Liberals discard anti-war buttons along with their integrity
Saturday is garage sale day around the San Francisco area and so I went bargain-hunting for antiques and collectibles, as I sometimes like to do on sunny summer days.
But this weekend for the first time I encountered something I had never before seen: sale-givers were getting rid of their old political message-buttons — the kind one might wear at a protest. A few folks were selling their buttons for a quarter each, but in most cases the buttons were simply being given away, dumped in a "free box" of possibly usable discards for customers to rummage through at the bottom of the driveway.
As happens with emerging trends, I didn't really notice that I was observing a pattern until the day was nearly over. It only began to dawn on me after the fourth or fifth sale with discarded buttons that something peculiar was afoot. It was almost as if the Birkenstock crowd had all heard some secret message telling them to get rid of those incriminating buttons. Luckily, because I sort of casually collect political memorabilia, I had been picking up and saving buttons throughout the day, so even though it didn't occur to me to photograph them in situ at the sales, I was able to assemble my haul afterwards and snap a picture:
The first button I encountered was the one that says "Stop the War Against Iraq." Because I am a cruel and sarcastic person, I picked it up and said to the woman giving the sale, "Hey, this one's still usable. All you need to do is print out a little sticker that says 'Syria' and glue it on top of 'Iraq'." She glared at me silently, grinding her teeth, until I backed down the driveway and escaped.
Similar snark at later sales was met with similar "Get off my property" hostility, or in some cases pained silence.
The news that our Nobel-Peace-Prize-winning president was getting the U.S. involved in yet another war must have induced an epidemic of cognitive dissonance and ideological disintegration amongst the Bay Area's liberal voters, who previously imagined that they embraced a consistent political philosophy. They opposed militarism — American militarism, at least — and Obama embodied their ideals, so everything was aligned in the universe. But what to do when you support Obama, and you oppose war — but now Obama supports war? You have only three options:
a. Go insane; or
b. Stop supporting Obama; or
c. Become a hypocrite and pretend that you never opposed war in the first place.
It became clear to me on Saturday that many Bay Area liberals were choosing Option C, which meant quickly getting rid of all those anti-war buttons left over from the Bush era, and along with them the liberals' "principled" opposition to war as a concept.
To be fair, not all liberals are choosing that option. Some are simply going insane (or more insane than they already were) by existing in a state of unresolved cognitive dissonance; and some (mostly on the anti-American Marxist far left) are throwing Obama under the bus for being insufficiently revolutionary in all areas at all times.

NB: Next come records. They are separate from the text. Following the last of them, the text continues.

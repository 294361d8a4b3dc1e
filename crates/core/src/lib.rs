//! Dose Simulation Core Library
//!
//! Simulates a radiation beam falling under gravity above a circular detector
//! and accumulates the deposited dose on a 2D lattice.
//!
//! ## Pieces
//!
//! - [`grid::DoseGrid`]: samples a scalar field over a rectangular lattice and
//!   sums the samples per cell, evaluating rows in parallel with Rayon
//! - [`beam::Beam`]: uniform-disk and Gaussian dose-rate profiles
//! - [`simulation::DoseSimulation`]: semi-implicit Euler free fall driving
//!   the accumulation, masked by the detector circle
//! - [`output`]: plain-text `x y value` dump

// Core types and utilities
pub mod error;
pub mod geometry;

// Simulation modules
pub mod beam;
pub mod grid;
pub mod output;
pub mod simulation;

// Re-export core types
pub use error::{Error, Result};
pub use geometry::{Circle, Point, Rect};

// Re-export simulation types
pub use beam::{Beam, BeamKind, BeamProfile, CircleBeam, GaussBeam};
pub use grid::{DoseGrid, GridSample};
pub use output::{format_general, write_dump};
pub use simulation::{DoseSimulation, KinematicState, RunSummary, SimulationConfig};
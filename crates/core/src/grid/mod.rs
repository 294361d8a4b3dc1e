//! Grid-based accumulation modules

pub mod dose_grid;

// Re-export main types
pub use dose_grid::{DoseGrid, GridSample};
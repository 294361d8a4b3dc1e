//! Planar geometry primitives used to lay out the detector and beam.
//!
//! Coordinates are in centimeters. Points are plain `nalgebra` vectors so the
//! usual vector arithmetic (add, subtract, scale) is available without extra
//! operator boilerplate.

use nalgebra::Vector2;
use serde::{Deserialize, Serialize};

/// 2D point or offset in centimeters.
pub type Point = Vector2<f64>;

/// Axis-aligned rectangle given by its top-left and bottom-right corners.
#[derive(Debug, Clone, Copy, PartialEq, Serialize, Deserialize)]
pub struct Rect {
    /// Top-left corner (minimum x and y)
    pub tl: Point,
    /// Bottom-right corner (maximum x and y)
    pub br: Point,
}

impl Rect {
    pub fn new(tl: Point, br: Point) -> Self {
        Self { tl, br }
    }

    pub fn width(&self) -> f64 {
        self.br.x - self.tl.x
    }

    pub fn height(&self) -> f64 {
        self.br.y - self.tl.y
    }

    /// Midpoint of the two corners
    pub fn center(&self) -> Point {
        (self.tl + self.br) / 2.0
    }
}

/// Circle with a strict-interior containment test.
#[derive(Debug, Clone, Copy, PartialEq, Serialize, Deserialize)]
pub struct Circle {
    pub center: Point,
    pub radius: f64,
}

impl Circle {
    pub fn new(center: Point, radius: f64) -> Self {
        Self { center, radius }
    }

    /// Circle centered at `(x, y)`
    pub fn at(x: f64, y: f64, radius: f64) -> Self {
        Self::new(Point::new(x, y), radius)
    }

    /// True when `p` lies strictly inside the circle (`dx² + dy² < r²`).
    ///
    /// Points exactly on the boundary are outside.
    #[inline]
    pub fn contains(&self, p: Point) -> bool {
        let dx = self.center.x - p.x;
        let dy = self.center.y - p.y;
        dx * dx + dy * dy < self.radius * self.radius
    }

    /// Same as [`Circle::contains`] without building a [`Point`]
    #[inline]
    pub fn contains_xy(&self, x: f64, y: f64) -> bool {
        self.contains(Point::new(x, y))
    }
}

/// Smallest axis-aligned square enclosing `circle`.
pub fn outer_square(circle: &Circle) -> Rect {
    let r = Point::new(circle.radius, circle.radius);
    Rect::new(circle.center - r, circle.center + r)
}

/// Largest axis-aligned square inscribed in `circle`.
pub fn inner_square(circle: &Circle) -> Rect {
    let half = circle.radius / std::f64::consts::SQRT_2;
    let r = Point::new(half, half);
    Rect::new(circle.center - r, circle.center + r)
}

/// Circumscribed circle of `rect` (passes through all four corners).
pub fn outer_circle(rect: &Rect) -> Circle {
    let w2 = rect.width() / 2.0;
    let h2 = rect.height() / 2.0;
    Circle::new(rect.center(), (w2 * w2 + h2 * h2).sqrt())
}

/// Largest circle centered in `rect` that fits inside it.
pub fn inner_circle(rect: &Rect) -> Circle {
    let w2 = rect.width() / 2.0;
    let h2 = rect.height() / 2.0;
    Circle::new(rect.center(), w2.min(h2))
}
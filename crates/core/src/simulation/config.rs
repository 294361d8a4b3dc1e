//! Run configuration for the falling-beam dose simulation
//!
//! All inputs for one run live in a single immutable [`SimulationConfig`]
//! built once at startup. Nothing here validates numeric ranges: a zero
//! resolution or negative radius produces a degenerate run rather than an
//! error.

use crate::beam::BeamKind;
use serde::{Deserialize, Serialize};

/// Gravitational acceleration (cm/s²)
pub const GRAVITY_CM_PER_S2: f64 = 9.81e2;

/// Default detector radius (cm)
pub const DEFAULT_GRID_RADIUS: f64 = 0.15;

/// Default beam radius or standard deviation (cm)
pub const DEFAULT_BEAM_RADIUS: f64 = 1.0;

/// Default baseline intensity (W/cm²)
pub const DEFAULT_INTENSITY: f64 = 2.0;

/// Default lattice points per axis
pub const DEFAULT_RESOLUTION: usize = 50;

/// Parameters for a single simulation run
#[derive(Debug, Clone, Copy, PartialEq, Serialize, Deserialize)]
pub struct SimulationConfig {
    /// Initial beam height above the detector (cm)
    pub start_height: f64,
    /// Fixed time step (s)
    pub dt: f64,
    /// The loop runs while elapsed time is below this (s)
    pub end_time: f64,
    /// Beam shape
    pub beam_kind: BeamKind,
    /// Detector circle radius (cm)
    pub grid_radius: f64,
    /// Disk radius for circle beams, standard deviation for Gaussian beams (cm)
    pub beam_radius: f64,
    /// Baseline beam intensity (W/cm²)
    pub intensity: f64,
    /// Lattice points per axis
    pub resolution: usize,
    /// Downward acceleration (cm/s²)
    pub gravity: f64,
    /// Intensity change per second of simulated time (W/cm²/s)
    pub intensity_ramp: f64,
}

impl SimulationConfig {
    /// Config with the four required inputs and defaults for everything else
    pub fn new(start_height: f64, dt: f64, end_time: f64, beam_kind: BeamKind) -> Self {
        Self {
            start_height,
            dt,
            end_time,
            beam_kind,
            ..Self::default()
        }
    }

    pub fn with_grid_radius(mut self, grid_radius: f64) -> Self {
        self.grid_radius = grid_radius;
        self
    }

    pub fn with_beam_radius(mut self, beam_radius: f64) -> Self {
        self.beam_radius = beam_radius;
        self
    }

    pub fn with_intensity(mut self, intensity: f64) -> Self {
        self.intensity = intensity;
        self
    }

    pub fn with_resolution(mut self, resolution: usize) -> Self {
        self.resolution = resolution;
        self
    }

    pub fn with_intensity_ramp(mut self, intensity_ramp: f64) -> Self {
        self.intensity_ramp = intensity_ramp;
        self
    }
}

impl Default for SimulationConfig {
    /// 100 cm drop over one second in 10 ms steps with a circular beam
    fn default() -> Self {
        Self {
            start_height: 100.0,
            dt: 0.01,
            end_time: 1.0,
            beam_kind: BeamKind::Circle,
            grid_radius: DEFAULT_GRID_RADIUS,
            beam_radius: DEFAULT_BEAM_RADIUS,
            intensity: DEFAULT_INTENSITY,
            resolution: DEFAULT_RESOLUTION,
            gravity: GRAVITY_CM_PER_S2,
            intensity_ramp: 0.0,
        }
    }
}
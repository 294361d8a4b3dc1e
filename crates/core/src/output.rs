//! Plain-text dose dump
//!
//! One `x y value` line per lattice point in [`DoseGrid::dump`] order,
//! followed by an empty line. Numbers use the shortest-of-fixed-or-exponent
//! form with six significant digits (the C `%g` conversion), so dumps can be
//! diffed against maps produced by other tools.

use crate::error::Result;
use crate::grid::DoseGrid;
use std::io::Write;

/// Significant digits in dumped numbers
const PRECISION: i32 = 6;

/// Format `value` like C's `%g` with six significant digits.
///
/// Trailing zeros are dropped, exponents have a sign and at least two digits
/// (`1e-05`, `1.5e+07`), and non-finite values print as `nan` / `inf`.
pub fn format_general(value: f64) -> String {
    if value.is_nan() {
        return if value.is_sign_negative() { "-nan" } else { "nan" }.to_string();
    }
    if value.is_infinite() {
        return if value < 0.0 { "-inf" } else { "inf" }.to_string();
    }
    if value == 0.0 {
        return if value.is_sign_negative() { "-0" } else { "0" }.to_string();
    }

    // Round to the target digits first; the exponent of the rounded value picks the style
    let sci = format!("{:.*e}", (PRECISION - 1) as usize, value);
    let (mantissa, exp) = sci.split_once('e').unwrap_or((sci.as_str(), "0"));
    let exp: i32 = exp.parse().unwrap_or(0);

    if exp < -4 || exp >= PRECISION {
        let sign = if exp < 0 { '-' } else { '+' };
        format!("{}e{}{:02}", trim_fraction(mantissa), sign, exp.abs())
    } else {
        let decimals = (PRECISION - 1 - exp) as usize;
        trim_fraction(&format!("{value:.decimals$}")).to_string()
    }
}

fn trim_fraction(s: &str) -> &str {
    if s.contains('.') {
        s.trim_end_matches('0').trim_end_matches('.')
    } else {
        s
    }
}

/// Write every lattice point of `grid` to `out`.
///
/// # Errors
///
/// Returns [`crate::Error::Io`] if writing or flushing fails.
pub fn write_dump<W: Write>(grid: &DoseGrid<f64>, out: &mut W) -> Result<()> {
    for sample in grid.dump() {
        writeln!(
            out,
            "{} {} {}",
            format_general(sample.x),
            format_general(sample.y),
            format_general(sample.value)
        )?;
    }
    writeln!(out)?;
    out.flush()?;
    Ok(())
}
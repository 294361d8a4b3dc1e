use thiserror::Error;

/// Crate-wide result type alias.
pub type Result<T> = std::result::Result<T, Error>;

/// Errors raised by the dose simulation core.
///
/// Numeric inputs are deliberately not validated here: bad radii, zero
/// resolution and the like flow through as degenerate numbers instead.
#[derive(Debug, Error)]
pub enum Error {
    /// Beam type token did not start with `c` or `g`.
    #[error("Beam type must be c/g")]
    UnknownBeamType(String),

    /// Failure while writing the dose dump.
    #[error(transparent)]
    Io(#[from] std::io::Error),
}
mod lenient;

use clap::error::ErrorKind;
use clap::Parser;
use dose_sim_core::simulation::config::{
    DEFAULT_BEAM_RADIUS, DEFAULT_GRID_RADIUS, DEFAULT_INTENSITY, DEFAULT_RESOLUTION,
};
use dose_sim_core::{write_dump, BeamKind, DoseSimulation, SimulationConfig};
use std::ffi::OsString;
use std::io::{self, BufWriter, Write};
use std::process::ExitCode;
use tracing::{error, info};
use tracing_subscriber::EnvFilter;

const USAGE: &str = "\
Supply at least 4 parameters
  1: start height (cm)
  2: timestep (s)
  3: end time (s)
  4: beam type (c = circular, g = gaussian)

You may supply up to 8 parameters (defaults in parentheses)
  5: grid radius (0.15 cm)
  6: beam radius (1 cm)
  7: beam intensity (2 W/cm^2)
  8: grid resolution (50)
";

/// Dose map of a radiation beam falling onto a circular detector
#[derive(Parser, Debug)]
#[command(name = "dose-sim")]
#[command(about = "Falling-beam dose accumulation", long_about = None)]
#[command(allow_negative_numbers = true)]
struct Args {
    /// Start height of the beam above the detector (cm)
    #[arg(allow_hyphen_values = true, value_parser = lenient::real_arg)]
    start_height: f64,

    /// Time step (s)
    #[arg(allow_hyphen_values = true, value_parser = lenient::real_arg)]
    dt: f64,

    /// End time (s)
    #[arg(allow_hyphen_values = true, value_parser = lenient::real_arg)]
    end_time: f64,

    /// Beam type: c = circular, g = gaussian
    #[arg(allow_hyphen_values = true)]
    beam_type: String,

    /// Detector (grid) radius in cm
    #[arg(allow_hyphen_values = true, default_value_t = DEFAULT_GRID_RADIUS, value_parser = lenient::real_arg)]
    grid_radius: f64,

    /// Beam radius in cm (standard deviation for gaussian beams)
    #[arg(allow_hyphen_values = true, default_value_t = DEFAULT_BEAM_RADIUS, value_parser = lenient::real_arg)]
    beam_radius: f64,

    /// Beam intensity in W/cm^2
    #[arg(allow_hyphen_values = true, default_value_t = DEFAULT_INTENSITY, value_parser = lenient::real_arg)]
    intensity: f64,

    /// Grid points per axis
    #[arg(allow_hyphen_values = true, default_value_t = DEFAULT_RESOLUTION, value_parser = lenient::count_arg)]
    resolution: usize,

    /// Ignored surplus arguments
    #[arg(hide = true, allow_hyphen_values = true)]
    extra: Vec<String>,

    /// Beam intensity change per simulated second (W/cm^2/s)
    #[arg(long, default_value_t = 0.0, value_parser = lenient::real_arg)]
    intensity_ramp: f64,

    /// Log filter for stderr output (e.g. "info", "dose_sim_core=debug")
    #[arg(long, default_value = "warn")]
    log_level: String,
}

impl Args {
    fn to_config(&self, beam_kind: BeamKind) -> SimulationConfig {
        SimulationConfig::new(self.start_height, self.dt, self.end_time, beam_kind)
            .with_grid_radius(self.grid_radius)
            .with_beam_radius(self.beam_radius)
            .with_intensity(self.intensity)
            .with_resolution(self.resolution)
            .with_intensity_ramp(self.intensity_ramp)
    }
}

fn init_logging(filter: &str) {
    let filter = EnvFilter::try_new(filter).unwrap_or_else(|_| EnvFilter::new("warn"));
    // Repeated runs in one process keep the first subscriber
    let _ = tracing_subscriber::fmt()
        .with_env_filter(filter)
        .with_writer(io::stderr)
        .with_target(false)
        .try_init();
}

/// Parse `argv`, run the simulation and write the dose map to `out`.
///
/// Usage text and the beam type error also go to `out`. Returns the process
/// exit status.
fn run<I, T, W>(argv: I, out: &mut W) -> u8
where
    I: IntoIterator<Item = T>,
    T: Into<OsString> + Clone,
    W: Write,
{
    let args = match Args::try_parse_from(argv) {
        Ok(args) => args,
        Err(err) if err.kind() == ErrorKind::MissingRequiredArgument => {
            return match out.write_all(USAGE.as_bytes()).and_then(|()| out.flush()) {
                Ok(()) => 1,
                Err(e) => {
                    error!("Failed to write usage: {e}");
                    1
                }
            };
        }
        Err(err) => {
            let _ = err.print();
            return u8::try_from(err.exit_code()).unwrap_or(1);
        }
    };

    init_logging(&args.log_level);

    let beam_kind = match BeamKind::from_token(&args.beam_type) {
        Ok(kind) => kind,
        Err(e) => {
            if let Err(write_err) = writeln!(out, "{e}").and_then(|()| out.flush()) {
                error!("Failed to write error message: {write_err}");
            }
            return 1;
        }
    };

    if !args.extra.is_empty() {
        info!("Ignoring {} surplus argument(s)", args.extra.len());
    }

    let config = args.to_config(beam_kind);
    let mut sim = DoseSimulation::new(&config);
    let summary = sim.run();
    info!(
        "{} ticks, final velocity {:.3}cm/s, final intensity {}W/cm²",
        summary.ticks, summary.state.velocity, summary.final_intensity
    );

    if let Err(e) = write_dump(sim.grid(), out) {
        error!("Failed to write dose map: {e}");
        return 1;
    }

    0
}

fn main() -> ExitCode {
    let mut out = BufWriter::new(io::stdout().lock());
    ExitCode::from(run(std::env::args_os(), &mut out))
}
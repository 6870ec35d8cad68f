//! HTTP request data models.
//!
//! This module defines the resolved request produced by the cascade, the
//! partial request produced by the permissive parser, and the fixed set of
//! request methods a request file may use.

use super::headers::{merge_headers, Headers};
use serde::{Deserialize, Serialize};
use std::fmt;
use url::Url;

/// HTTP request method.
///
/// Only the verbs accepted on a request line are represented.
#[derive(Debug, Clone, Copy, PartialEq, Eq, Hash, Serialize, Deserialize)]
pub enum HttpMethod {
    /// HTTP GET method - retrieve a resource
    GET,
    /// HTTP POST method - submit data to create a resource
    POST,
    /// HTTP PUT method - replace a resource
    PUT,
    /// HTTP DELETE method - remove a resource
    DELETE,
    /// HTTP PATCH method - partially modify a resource
    PATCH,
    /// HTTP OPTIONS method - describe communication options
    OPTIONS,
    /// HTTP HEAD method - retrieve headers only
    HEAD,
}

impl HttpMethod {
    /// All methods accepted on a request line.
    pub const ALL: [HttpMethod; 7] = [
        HttpMethod::GET,
        HttpMethod::POST,
        HttpMethod::PUT,
        HttpMethod::DELETE,
        HttpMethod::PATCH,
        HttpMethod::OPTIONS,
        HttpMethod::HEAD,
    ];

    /// Returns the canonical (upper-case) name of the method.
    pub fn as_str(&self) -> &'static str {
        match self {
            HttpMethod::GET => "GET",
            HttpMethod::POST => "POST",
            HttpMethod::PUT => "PUT",
            HttpMethod::DELETE => "DELETE",
            HttpMethod::PATCH => "PATCH",
            HttpMethod::OPTIONS => "OPTIONS",
            HttpMethod::HEAD => "HEAD",
        }
    }

    /// Parses a method token, ignoring case.
    ///
    /// Returns `None` for anything outside the accepted verb set.
    pub fn from_str(s: &str) -> Option<Self> {
        HttpMethod::ALL
            .into_iter()
            .find(|method| method.as_str().eq_ignore_ascii_case(s))
    }
}

impl fmt::Display for HttpMethod {
    fn fmt(&self, f: &mut fmt::Formatter<'_>) -> fmt::Result {
        write!(f, "{}", self.as_str())
    }
}

/// A fully specified request read from a request file.
///
/// The method is kept exactly as written in the source text; use
/// [`HttpRequest::http_method`] for the normalized verb. The URL is kept as a
/// string because it may still carry `{{placeholders}}` before resolution.
#[derive(Debug, Clone, PartialEq, Eq, Serialize, Deserialize)]
pub struct HttpRequest {
    /// Method token as written in the request line.
    pub method: String,

    /// Target URL.
    pub url: String,

    /// Request headers. Names are case-sensitive; the last write wins.
    pub headers: Headers,

    /// Raw body, empty when the file has none.
    pub body: String,
}

impl HttpRequest {
    /// Creates a request with no headers and an empty body.
    pub fn new(method: impl Into<String>, url: impl Into<String>) -> Self {
        Self {
            method: method.into(),
            url: url.into(),
            headers: Headers::new(),
            body: String::new(),
        }
    }

    /// Returns the normalized method, or `None` if the token is not a known verb.
    pub fn http_method(&self) -> Option<HttpMethod> {
        HttpMethod::from_str(&self.method)
    }

    /// Parses the URL. Fails if placeholders are still present or the URL is relative.
    pub fn parsed_url(&self) -> Result<Url, url::ParseError> {
        Url::parse(&self.url)
    }

    /// Adds or replaces a header.
    pub fn add_header(&mut self, name: impl Into<String>, value: impl Into<String>) {
        self.headers.insert(name.into(), value.into());
    }

    /// Checks if the request has a non-empty body.
    pub fn has_body(&self) -> bool {
        !self.body.is_empty()
    }

    /// Overlays a partial request on top of this one.
    ///
    /// A method, URL or non-empty body present in `partial` replaces the
    /// current value; headers are merged with `partial` winning.
    pub fn apply(&mut self, partial: &PartialRequest) {
        if let Some(method) = &partial.method {
            self.method = method.clone();
        }
        if let Some(url) = &partial.url {
            self.url = url.clone();
        }
        if !partial.body.is_empty() {
            self.body = partial.body.clone();
        }
        merge_headers(&mut self.headers, partial.headers.clone());
    }

    /// Returns header names in sorted order, for stable rendering.
    pub fn sorted_header_names(&self) -> Vec<&String> {
        let mut names: Vec<&String> = self.headers.keys().collect();
        names.sort();
        names
    }
}

/// Renders the request as normalized request-file text.
///
/// The output parses back to the same method, URL, headers and body.
impl fmt::Display for HttpRequest {
    fn fmt(&self, f: &mut fmt::Formatter<'_>) -> fmt::Result {
        writeln!(f, "{} {}", self.method, self.url)?;
        writeln!(f)?;
        for name in self.sorted_header_names() {
            writeln!(f, "{}: {}", name, self.headers[name])?;
        }
        if self.has_body() {
            writeln!(f)?;
            // The parser drops one final newline, so always write one
            writeln!(f, "{}", self.body)?;
        }
        Ok(())
    }
}

/// A request read by the permissive parser, where the request line may be absent.
#[derive(Debug, Clone, Default, PartialEq, Eq, Serialize, Deserialize)]
pub struct PartialRequest {
    /// Method token, if a request line was present.
    pub method: Option<String>,
    /// URL, if a request line was present.
    pub url: Option<String>,
    /// Headers found in the file.
    pub headers: Headers,
    /// Raw body, empty when absent.
    pub body: String,
}

impl PartialRequest {
    /// Converts into a full request when a request line was present.
    pub fn into_request(self) -> Option<HttpRequest> {
        match (self.method, self.url) {
            (Some(method), Some(url)) => Some(HttpRequest {
                method,
                url,
                headers: self.headers,
                body: self.body,
            }),
            _ => None,
        }
    }
}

But the average middle-information liberal — the kind who are still drunk on the idealized notion of an Obama presidency — place more value on aggrandizing Obama's reputation and legacy than they do on any substantive political principles. And so when the time comes to choose between Obama and their personal integrity, they choose Obama. Which also entails quickly and quietly getting rid of all those principled anti-war buttons. Interestingly, as the photo shows, it also means getting rid of all those anti-Bush buttons, since the main reason to oppose Bush back then was because of his hawkish foreign policy decisions.
When a Republican is in office, the fair-weather anti-war crowd will oppose any kind of war "on principle." But when a Democrat — particularly a liberal Democratic demigod — drags the country into a war, suddenly the principles evaporate and war is OK. This wasn't always the case: In the mid-1960s the far left, which had applauded LBJ's liberal domestic agenda, suddenly branded him an evil baby-killer when he turned our "advisory role" in Vietnam into a full-scale war. This emotional reversal was only possible because the left already had mixed feelings about the abrasive and manipulative Johnson in the first place. Obama, on the other hand, is much more of a symbol, an icon, and for a liberal to reject him personally feels much more like a rejection of the entire progressive project. Besides, since 2008 the primary liberal strategy has to been to brand anyone who opposes Obama's policies as a racist, which makes it now impossible for the liberals themselves to oppose any of his policies, lest they run afoul of their own strategy and become branded as racists themselves.
In any case, the buttons have now been added to my political memorabilia collection, with a special note: "Collected in 2013 at the start of the Syrian War."